[Pacemaker] Problem with configuring stonith rcd_serial

Dejan Muhamedagic dejanmm at fastmail.fm
Thu Oct 28 10:58:28 EDT 2010


Hi,

On Thu, Oct 28, 2010 at 03:19:07PM +0200, Eberhard Kuemmerle wrote:
> On 27 Oct 2010 11:52, Dejan Muhamedagic wrote:
> > Hi,
> >
> > On Tue, Oct 26, 2010 at 09:33:17AM +0200, Eberhard Kuemmerle wrote:
> >> Hi,
> >>
> >> I try to configure stonith and get an error message that I don't understand:
> >>
> >> crm(live)# configure primitive stonith-P stonith::rcd_serial params
> >> hostlist="node1 node2" ttydev="/dev/ttyS0" msduration="2000"
> >> dtr|rts="rts"  op monitor interval="60s"
> >> element nvpair: Relax-NG validity error : Type ID doesn't allow value
> >> 'stonith-P-instance_attributes-dtr|rts'
> >> Relax-NG validity error : Element nvpair failed to validate attributes
> >> element nvpair: Relax-NG validity error : Invalid attribute id for
> >> element nvpair
> >> Relax-NG validity error : Extra element nvpair in interleave
> >> element nvpair: Relax-NG validity error : Element instance_attributes
> >> failed to validate content
> >> element cib: Relax-NG validity error : Element cib failed to validate
> >> content
> >> crm_verify[5810]: 2010/10/26_09:20:31 ERROR: main: CIB did not pass
> >> DTD/schema validation
> >> Errors found during check: config not valid
> >>
> >> If I remove the parameter dtr|rts="rts", the error is:
> >>
> >> crm(live)# configure primitive stonith-P stonith::rcd_serial params
> >> hostlist="node1 node2" ttydev="/dev/ttyS0" msduration="2000"
> >> ERROR: stonith-P: required parameter dtr|rts not defined
> >>
> >> so the parameter name dtr|rts seems to be ok.
> >
> > The shell builds ids (which you see up there) appending instance
> > attribute names. The name dtr|rts contains an invalid character
> > (|) for the XML ID attribute type. Need to fix that.
> >
> > In the meantime, you can either use cibadmin to define this
> > primitive, or edit the xml after defining the stonith resource:
> >
> > crm(live)configure# primitive stonith-P stonith::rcd_serial params ...
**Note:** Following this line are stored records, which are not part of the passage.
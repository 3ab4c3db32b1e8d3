//! Utilities module - byte formatting, shell quoting and path expansion

pub mod paths;
pub mod text_utils;

// Re-export commonly used utilities
pub use paths::expand_home;
pub use text_utils::TextUtils;
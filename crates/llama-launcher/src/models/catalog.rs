use super::format_detector::FormatDetector;
use crate::error::{LaunchError, Result};
use serde::Serialize;
use std::fs;
use std::io;
use std::path::{Path, PathBuf};
use tracing::{debug, info};

#[derive(Debug, Clone, PartialEq, Eq, Serialize)]
pub struct ModelCandidate {
    pub path: PathBuf,
    pub size_bytes: u64,
}

impl ModelCandidate {
    pub fn file_name(&self) -> String {
        self.path
            .file_name()
            .map(|n| n.to_string_lossy().into_owned())
            .unwrap_or_else(|| self.path.display().to_string())
    }
}

/// Model files found in one directory, sorted by path.
#[derive(Debug, Clone, Default)]
pub struct ModelCatalog {
    candidates: Vec<ModelCandidate>,
}

impl ModelCatalog {
    pub fn scan(dir: &Path) -> io::Result<Self> {
        let mut candidates = Vec::new();

        for entry in fs::read_dir(dir)? {
            let entry = entry?;
            let path = entry.path();
            if !FormatDetector::is_model_file(&path) {
                continue;
            }
            let metadata = match entry.metadata() {
                Ok(m) => m,
                Err(e) => {
                    debug!("Skipping {}: {}", path.display(), e);
                    continue;
                }
            };
            if !metadata.is_file() {
                continue;
            }
            candidates.push(ModelCandidate {
                path,
                size_bytes: metadata.len(),
            });
        }

        candidates.sort_by(|a, b| a.path.cmp(&b.path));
        info!("Found {} model(s) in {}", candidates.len(), dir.display());
        Ok(Self { candidates })
    }

    pub fn is_empty(&self) -> bool {
        self.candidates.is_empty()
    }

    pub fn len(&self) -> usize {
        self.candidates.len()
    }

    pub fn candidates(&self) -> &[ModelCandidate] {
        &self.candidates
    }

    /// 1-based lookup, as shown in the selection menu.
    pub fn by_number(&self, number: usize) -> Option<&ModelCandidate> {
        number.checked_sub(1).and_then(|idx| self.candidates.get(idx))
    }
}

/// On-disk footprint of a model file.
///
/// Advisory only: the file may disappear between this check and the launch.
pub fn model_size(path: &Path) -> Result<u64> {
    match fs::metadata(path) {
        Ok(metadata) if metadata.is_file() => Ok(metadata.len()),
        Ok(_) => Err(LaunchError::ModelNotFound(path.to_path_buf())),
        Err(e) if e.kind() == io::ErrorKind::NotFound => {
            Err(LaunchError::ModelNotFound(path.to_path_buf()))
        }
        Err(e) => Err(LaunchError::Io(e)),
    }
}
> > crm(live)configure# edit xml stonith-P
> >
> > Find the dtr|rts nvpair and replace "|" with "_" in the id
> > attribute. The shell may ask you if you wanted to edit again,
> > just answer no.
> >
> > Thanks,
> >
> > Dejan
> Hi Dejan,
> 
> thank you for your answer. Configuring with cibadmin worked, the xml is:
> 
>       <clone id="stonith">
>         <meta_attributes id="stonith-meta_attributes">
>           <nvpair id="stonith-meta_attributes-globally-unique"
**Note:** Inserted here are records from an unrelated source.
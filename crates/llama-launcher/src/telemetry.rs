// llama-launcher/src/telemetry.rs

use tracing_subscriber::{fmt, EnvFilter};

/// `RUST_LOG` wins when set; otherwise `-v` enables info and `-vv` debug.
/// Logs go to stderr so they never interleave with the generated command.
pub fn init_tracing(verbosity: u8) {
    let env_filter = std::env::var("RUST_LOG").unwrap_or_else(|_| default_directive(verbosity).into());

    let subscriber = tracing_subscriber::fmt()
        .with_env_filter(EnvFilter::new(env_filter))
        .with_timer(fmt::time::UtcTime::rfc_3339())
        .with_writer(std::io::stderr)
        .with_target(true)
        .with_level(true)
        .compact()
        .finish();

    let _ = tracing::subscriber::set_global_default(subscriber);
}

fn default_directive(verbosity: u8) -> &'static str {
    match verbosity {
        0 => "warn",
        1 => "info",
        _ => "debug",
    }
}

#[cfg(test)]
mod tests {
    use super::*;

    #[test]
    fn test_verbosity_levels() {
        assert_eq!(default_directive(0), "warn");
        assert_eq!(default_directive(1), "info");
        assert_eq!(default_directive(5), "debug");
    }
}
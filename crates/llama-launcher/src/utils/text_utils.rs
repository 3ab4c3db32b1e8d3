//! Text helpers for console output

use std::borrow::Cow;

pub struct TextUtils;

impl TextUtils {
    /// Human-readable size, binary units with two decimals ("11.00 GB").
    pub fn format_bytes(bytes: u64) -> String {
        const UNITS: &[&str] = &["B", "KB", "MB", "GB", "TB", "PB"];
        let mut size = bytes as f64;
        let mut unit_idx = 0;

        while size >= 1024.0 && unit_idx < UNITS.len() - 1 {
            size /= 1024.0;
            unit_idx += 1;
        }

        format!("{:.2} {}", size, UNITS[unit_idx])
    }

    /// Signed variant for estimates, which may be negative for negative context sizes.
    pub fn format_signed_bytes(bytes: f64) -> String {
        if bytes < 0.0 {
            format!("-{}", Self::format_bytes(bytes.abs() as u64))
        } else {
            Self::format_bytes(bytes as u64)
        }
    }

    /// Quote an argument for display in a POSIX shell. Unchanged when no quoting is needed.
    pub fn shell_quote(arg: &str) -> Cow<'_, str> {
        let safe = !arg.is_empty()
            && arg
                .chars()
                .all(|c| c.is_ascii_alphanumeric() || matches!(c, '-' | '_' | '.' | '/' | ':' | '=' | '+' | ',' | '@' | '~'));
        if safe {
            Cow::Borrowed(arg)
        } else {
            Cow::Owned(format!("'{}'", arg.replace('\'', r"'\''")))
        }
    }
}

#[cfg(test)]
mod tests {
    use super::*;

    #[test]
    fn test_format_bytes_units() {
        assert_eq!(TextUtils::format_bytes(0), "0.00 B");
        assert_eq!(TextUtils::format_bytes(1023), "1023.00 B");
        assert_eq!(TextUtils::format_bytes(1536), "1.50 KB");
        assert_eq!(TextUtils::format_bytes(11 * 1024 * 1024 * 1024), "11.00 GB");
    }

    #[test]
    fn test_format_signed_bytes() {
        assert_eq!(TextUtils::format_signed_bytes(-2048.0), "-2.00 KB");
        assert_eq!(TextUtils::format_signed_bytes(2048.0), "2.00 KB");
    }

    #[test]
    fn test_shell_quote_plain_arguments_untouched() {
        assert_eq!(TextUtils::shell_quote("--port"), "--port");
        assert_eq!(TextUtils::shell_quote("/models/qwen-7b.Q4_K_M.gguf"), "/models/qwen-7b.Q4_K_M.gguf");
    }

    #[test]
    fn test_shell_quote_spaces_and_quotes() {
        assert_eq!(TextUtils::shell_quote("My Models/a.gguf"), "'My Models/a.gguf'");
        assert_eq!(TextUtils::shell_quote("it's"), r"'it'\''s'");
        assert_eq!(TextUtils::shell_quote(""), "''");
    }
}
> name="globally-unique" value="false"/>
>           <nvpair id="stonith-meta_attributes-clone-max"
> name="clone-max" value="2"/>
>           <nvpair id="stonith-meta_attributes-clone-node-max"
> name="clone-node-max" value="1"/>
>           <nvpair id="stonith-meta_attributes-target-role"
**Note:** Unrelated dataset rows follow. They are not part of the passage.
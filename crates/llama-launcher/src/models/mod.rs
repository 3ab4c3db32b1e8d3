//! Model discovery and footprint inspection.
//!
//! Only direct children of the configured model directory are considered;
//! a file is a candidate when its extension marks it as GGUF.

pub mod catalog;
pub mod format_detector;

pub use catalog::{model_size, ModelCandidate, ModelCatalog};
pub use format_detector::{FormatDetector, MODEL_EXTENSION};
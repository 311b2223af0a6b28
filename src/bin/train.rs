use std::path::PathBuf;

use chrono::Utc;
use ctrp::{
    init_logging, log_app_start, model_spec, parse_timestamp, run_training, ArtifactStore,
    EventStore, LoggingConfig, ModelRegistry,
};

fn main() -> Result<(), Box<dyn std::error::Error>> {
    let logging_cfg = LoggingConfig::from_env();
    init_logging(&logging_cfg)?;
    log_app_start("train", &logging_cfg);

    let model_name =
        std::env::var("CTRP_MODEL_NAME").unwrap_or_else(|_| "hashed_linear_ctr".to_string());
    let spec = model_spec(&model_name)
        .ok_or_else(|| format!("unknown model name: {model_name}"))?;

    let now = Utc::now();
    let to_datetime = match std::env::var("CTRP_TO_DATETIME") {
        Ok(raw) => parse_timestamp("CTRP_TO_DATETIME", &raw)?,
        Err(_) => now,
    };

    let events = EventStore::open(&env_path("CTRP_EVENT_STORE", "data/events.sqlite"))?;
    let registry = ModelRegistry::open(&env_path("CTRP_REGISTRY", "data/registry.sqlite"))?;
    let artifacts = ArtifactStore::open(&env_path("CTRP_ARTIFACT_ROOT", "artifact"));

    let outcome = run_training(&events, &registry, &artifacts, &spec, to_datetime, now)?;

    println!(
        "Training run {} finished | model={} promoted={} baseline={} test_logloss={:.6} \
         test_auc={:.6} artifacts={}",
        outcome.version,
        spec.name,
        outcome.promoted,
        outcome.baseline_version.as_deref().unwrap_or("<none>"),
        outcome.test_metrics.logloss,
        outcome.test_metrics.auc,
        outcome.artifact_prefix
    );
    Ok(())
}

fn env_path(key: &str, default: &str) -> PathBuf {
    std::env::var(key)
        .map(PathBuf::from)
        .unwrap_or_else(|_| PathBuf::from(default))
}
#[derive(Debug, Error)]
pub enum PredictorError {
    #[error("predictor has not been trained")]
    NotTrained,
    #[error("training set is empty")]
    EmptyTrainingSet,
    #[error("feature rows ({rows}) and labels ({labels}) differ in length")]
    LengthMismatch { rows: usize, labels: usize },
    #[error("model payload error: {0}")]
    Payload(String),
    #[error("unsupported model payload version {found}, expected {expected}")]
    PayloadVersion { expected: u32, found: u32 },
}

/// Capability set shared by all predictor variants.
pub trait Predictor: Send + Sync + std::fmt::Debug {
    fn train(
        &mut self,
        x_train: &FeatureFrame,
        y_train: &[f64],
        x_valid: &FeatureFrame,
        y_valid: &[f64],
    ) -> Result<(), PredictorError>;

    /// Click probabilities in [0, 1], one per input row.
    fn predict_proba(&self, x: &FeatureFrame) -> Result<Vec<f64>, PredictorError>;

    /// Persistable payload. Fails with [`PredictorError::NotTrained`]
    /// before a successful `train` or load.
    fn to_bytes(&self) -> Result<Vec<u8>, PredictorError>;
}

pub fn new_predictor(flavor: PredictorFlavor) -> Box<dyn Predictor> {
    match flavor {
        PredictorFlavor::GradientBoosted => Box::new(GradientBoostedPredictor::default()),
        PredictorFlavor::HashedLinear => Box::new(HashedLinearPredictor::default()),
    }
}

pub fn load_predictor(
    flavor: PredictorFlavor,
    bytes: &[u8],
) -> Result<Box<dyn Predictor>, PredictorError> {
    match flavor {
        PredictorFlavor::GradientBoosted => {
            let model: GbdtModel = decode_payload(bytes)?;
            Ok(Box::new(GradientBoostedPredictor {
                params: GbdtParams::default(),
                model: Some(model),
            }))
        }
        PredictorFlavor::HashedLinear => {
            let model: LinearModel = decode_payload(bytes)?;
            Ok(Box::new(HashedLinearPredictor {
                params: HashedLinearParams::default(),
                model: Some(model),
            }))
        }
    }
}

#[derive(Debug, Serialize, Deserialize)]
struct Payload<T> {
    format_version: u32,
    model: T,
}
> name="target-role" value="Stopped"/>
>         </meta_attributes>
>         <primitive class="stonith" id="stonith-P" type="rcd_serial">
>           <instance_attributes id="stonith-P-instance_attributes">
>             <nvpair id="stonith-P-instance_attributes-hostlist"
> name="hostlist" value="node1 node2"/>
>             <nvpair id="stonith-P-instance_attributes-ttydev"
> name="ttydev" value="/dev/ttyS0"/>
>             <nvpair id="stonith-P-instance_attributes-dtr_rts"
> name="dtr|rts" value="rts"/>
>             <nvpair id="stonith-P-instance_attributes-msduration"
> name="msduration" value="2000"/>
>           </instance_attributes>
>           <operations>
>             <op id="stonith-P-monitor-60s" interval="60s" name="monitor"/>
>           </operations>
>         </primitive>
>       </clone>
> 
> But when I start the resource stonith, I get the following Errors in
> /var/log/message:
> 
> Oct 28 13:20:01 node1 crmd: [5229]: ERROR: crm_xml_err: XML Error:
> Entity: line 1: parsererror : Specification mandate value for attribute dtr
> Oct 28 13:20:01 node1 crmd: [5229]: ERROR: crm_xml_err: XML Error: se"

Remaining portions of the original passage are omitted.